Quando la mamma era incinta di me, ti mandarono in Alto Adige. Ti diedero cinque carabinieri, cinque guardie di finanza, cinque alpini, quindici chilometri di ferrovia e la consegna: “Se i terroristi fanno qualcosa ai binari, finisci sotto processo”. Poco prima ti avevano già mandato a affrontare la piazza, ai tempi di Tambroni; ti ci mandarono di nuovo per i moti dell’Aquila; in Sicilia schivasti per poco una pallottola. Lavorando poi per la  Presidenza del Consiglio, la tua vita si fece per noi più misteriosa. Ma io e mia sorella sapevamo che c’era da affrontare il terrorismo. Con la pensione hai potuto tornare a fare il contadino, e imparare a essere nonno.
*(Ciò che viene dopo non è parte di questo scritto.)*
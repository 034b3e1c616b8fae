//! Account-selection state machine.
//!
//! [`reduce`] is pure: it never touches storage, timers or the network. It
//! returns the next state plus a list of [`Effect`]s for the caller to run,
//! and every outcome of those effects comes back in as another [`Event`].

use crate::types::{
    Account, AccountChoice, OAuthResult, Organization, PendingSelection, SelectionRequest,
};
use tracing::{debug, info};

#[derive(Debug, Clone, Default, PartialEq, Eq)]
pub enum SelectionState {
    #[default]
    Idle,
    AwaitingResult,
    SelectionPending(PendingSelection),
    SelectionResolving {
        pending: PendingSelection,
        choice: AccountChoice,
    },
    Resolved(Resolution),
}

impl SelectionState {
    pub fn pending(&self) -> Option<&PendingSelection> {
        match self {
            SelectionState::SelectionPending(pending)
            | SelectionState::SelectionResolving { pending, .. } => Some(pending),
            _ => None,
        }
    }

    pub fn is_prompting(&self) -> bool {
        matches!(
            self,
            SelectionState::SelectionPending(_) | SelectionState::SelectionResolving { .. }
        )
    }
}

#[derive(Debug, Clone, PartialEq, Eq)]
pub enum Resolution {
    Connected { name: Option<String> },
    AutoResolved { organization: Organization },
    Failed { message: String },
}

#[derive(Debug, Clone, PartialEq, Eq)]
pub enum Notice {
    Connected { name: Option<String> },
    Failed { message: String },
}

impl Notice {
    pub fn text(&self) -> String {
        match self {
            Notice::Connected { name: Some(name) } => format!("Connected to {name}"),
            Notice::Connected { name: None } => "LinkedIn account connected".to_string(),
            Notice::Failed { message } => message.clone(),
        }
    }
}

#[derive(Debug, Clone, PartialEq, Eq)]
pub enum Event {
    Mounted { pending: Option<PendingSelection> },
    AttemptStarted,
    ResultDelivered(OAuthResult),
    AccountsRefreshed(Vec<Account>),
    ChoiceMade(AccountChoice),
    SubmissionAccepted { account: Option<Account> },
    SubmissionRejected { expired: bool, message: String },
    Tick { now: i64 },
    Dismissed,
    Acknowledged,
}

#[derive(Debug, Clone, PartialEq, Eq)]
pub enum Effect {
    PersistPending(PendingSelection),
    ClearPending,
    RefreshAccounts,
    Submit {
        choice: AccountChoice,
        request: SelectionRequest,
    },
    Notify(Notice),
    ShowConnected { organization: Organization },
}

#[derive(Debug, Clone, Default, PartialEq, Eq)]
pub struct Reconciler {
    pub state: SelectionState,
    pub accounts: Vec<Account>,
    settled: Option<String>,
}

impl Reconciler {
    pub fn new() -> Self {
        Self::default()
    }

    pub fn apply(&mut self, event: Event) -> Vec<Effect> {
        let (next, effects) = reduce(std::mem::take(self), event);
        *self = next;
        effects
    }

    fn offer(
        &mut self,
        state: SelectionState,
        pending: PendingSelection,
        effects: &mut Vec<Effect>,
    ) -> SelectionState {
        let unchanged = match &state {
            SelectionState::SelectionResolving { .. } => true,
            SelectionState::SelectionPending(current) => current.same_prompt(&pending),
            _ => false,
        };
        if unchanged {
            return state;
        }

        if self.settled.as_deref() == Some(pending.key().as_str()) {
            debug!(selection_id = ?pending.selection_id, "Prompt already settled, dropping echo");
            effects.push(Effect::ClearPending);
            return match state {
                SelectionState::Resolved(_) => state,
                _ => SelectionState::Idle,
            };
        }

        if let Some(organization) = pending.matching_organization(&self.accounts).cloned() {
            return self.auto_resolve(&pending, organization, effects);
        }

        info!(
            selection_id = ?pending.selection_id,
            organizations = pending.organizations.len(),
            "Prompting for LinkedIn account type"
        );
        effects.push(Effect::PersistPending(pending.clone()));
        SelectionState::SelectionPending(pending)
    }

    fn auto_resolve(
        &mut self,
        pending: &PendingSelection,
        organization: Organization,
        effects: &mut Vec<Effect>,
    ) -> SelectionState {
        info!(organization_id = %organization.id, "Selection already satisfied by an existing account");
        self.settled = Some(pending.key());
        effects.push(Effect::ClearPending);
        effects.push(Effect::ShowConnected {
            organization: organization.clone(),
        });
        SelectionState::Resolved(Resolution::AutoResolved { organization })
    }

    fn deliver(
        &mut self,
        state: SelectionState,
        result: OAuthResult,
        effects: &mut Vec<Effect>,
    ) -> SelectionState {
        if matches!(state, SelectionState::SelectionResolving { .. }) {
            debug!("Ignoring authorization result while a selection is being submitted");
            return state;
        }

        if !result.is_success() {
            let message = result.error_text();
            effects.push(Effect::Notify(Notice::Failed {
                message: message.clone(),
            }));
            return match state {
                SelectionState::SelectionPending(_) => state,
                _ => SelectionState::Resolved(Resolution::Failed { message }),
            };
        }

        if let Some(pending) = result.to_pending() {
            return self.offer(state, pending, effects);
        }

        effects.push(Effect::RefreshAccounts);
        effects.push(Effect::Notify(Notice::Connected { name: None }));
        match state {
            SelectionState::SelectionPending(_) => state,
            _ => SelectionState::Resolved(Resolution::Connected { name: None }),
        }
    }

    fn succeed(
        &mut self,
        pending: &PendingSelection,
        choice: &AccountChoice,
        account: Option<&Account>,
        effects: &mut Vec<Effect>,
    ) -> SelectionState {
        let name = match choice {
            AccountChoice::Organization(org) => org.display_name(),
            AccountChoice::Personal => account
                .map(Account::display_name)
                .unwrap_or_else(|| "your personal profile".to_string()),
        };
        info!(account_type = choice.account_type().as_str(), %name, "LinkedIn account type selected");
        self.settled = Some(pending.key());
        effects.push(Effect::ClearPending);
        effects.push(Effect::RefreshAccounts);
        effects.push(Effect::Notify(Notice::Connected {
            name: Some(name.clone()),
        }));
        SelectionState::Resolved(Resolution::Connected { name: Some(name) })
    }
}

pub fn reduce(mut reconciler: Reconciler, event: Event) -> (Reconciler, Vec<Effect>) {
    let mut effects = Vec::new();
    let state = std::mem::take(&mut reconciler.state);

    let next = match (state, event) {
        (SelectionState::Idle | SelectionState::Resolved(_), Event::Mounted { pending: None }) => {
            SelectionState::AwaitingResult
        }
        (state, Event::Mounted { pending: None }) => state,
        (SelectionState::SelectionResolving { pending, choice }, Event::AttemptStarted) => {
            SelectionState::SelectionResolving { pending, choice }
        }
        (_, Event::AttemptStarted) => {
            reconciler.settled = None;
            SelectionState::AwaitingResult
        }
        (state, Event::Mounted { pending: Some(pending) }) => {
            reconciler.offer(state, pending, &mut effects)
        }
        (state, Event::ResultDelivered(result)) => reconciler.deliver(state, result, &mut effects),
        (state, Event::AccountsRefreshed(accounts)) => {
            reconciler.accounts = accounts;
            match state {
                SelectionState::SelectionPending(pending) => {
                    match pending.matching_organization(&reconciler.accounts).cloned() {
                        Some(organization) => {
                            reconciler.auto_resolve(&pending, organization, &mut effects)
                        }
                        None => SelectionState::SelectionPending(pending),
                    }
                }
                state => state,
            }
        }
        (SelectionState::SelectionPending(pending), Event::ChoiceMade(choice)) => {
            let valid = match &choice {
                AccountChoice::Personal => true,
                AccountChoice::Organization(org) => pending.organization(&org.id).is_some(),
            };
            if valid {
                let request = choice.to_request(pending.selection_id.clone());
                effects.push(Effect::Submit {
                    choice: choice.clone(),
                    request,
                });
                SelectionState::SelectionResolving { pending, choice }
            } else {
                debug!("Ignoring choice outside the offered organizations");
                SelectionState::SelectionPending(pending)
            }
        }
        (SelectionState::SelectionResolving { pending, choice }, Event::SubmissionAccepted { account }) => {
            reconciler.succeed(&pending, &choice, account.as_ref(), &mut effects)
        }
        (
            SelectionState::SelectionResolving { pending, choice },
            Event::SubmissionRejected { expired, message },
        ) => {
            let already_connected = choice
                .organization_id()
                .is_some_and(|id| reconciler.accounts.iter().any(|a| a.matches_organization(id)));
            if expired && already_connected {
                info!("Selection session expired but the account exists; treating as connected");
                reconciler.succeed(&pending, &choice, None, &mut effects)
            } else {
                effects.push(Effect::Notify(Notice::Failed { message }));
                SelectionState::SelectionPending(pending)
            }
        }
        (SelectionState::SelectionPending(pending), Event::Tick { now }) if pending.is_expired(now) => {
            debug!(selection_id = ?pending.selection_id, "Pending selection expired");
            effects.push(Effect::ClearPending);
            SelectionState::Idle
        }
        (SelectionState::SelectionPending(_), Event::Dismissed) => SelectionState::Idle,
        (SelectionState::Resolved(_), Event::Acknowledged) => SelectionState::Idle,
        (state, _) => state,
    };

    reconciler.state = next;
    (reconciler, effects)
}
Il mio primogenito da piccolo ti chiamava papà, come me. Purtroppo, quello che la tua generazione aveva costruito, chi è venuto dopo lo ha abbondantemente sfasciato, e temo che alla fine ti fosse venuto il dubbio di essere vissuto invano. No, così non è stato. Quel tuo figlio un po’ matto che fa un lavoro così strano, quando ha il dubbio di cosa sia giusto fare ripensa sempre a suo papà in divisa che era il simbolo della legge. Papà, sei sempre stato e sarai sempre la mia bandiera. E so che un giorno ci rivedremo.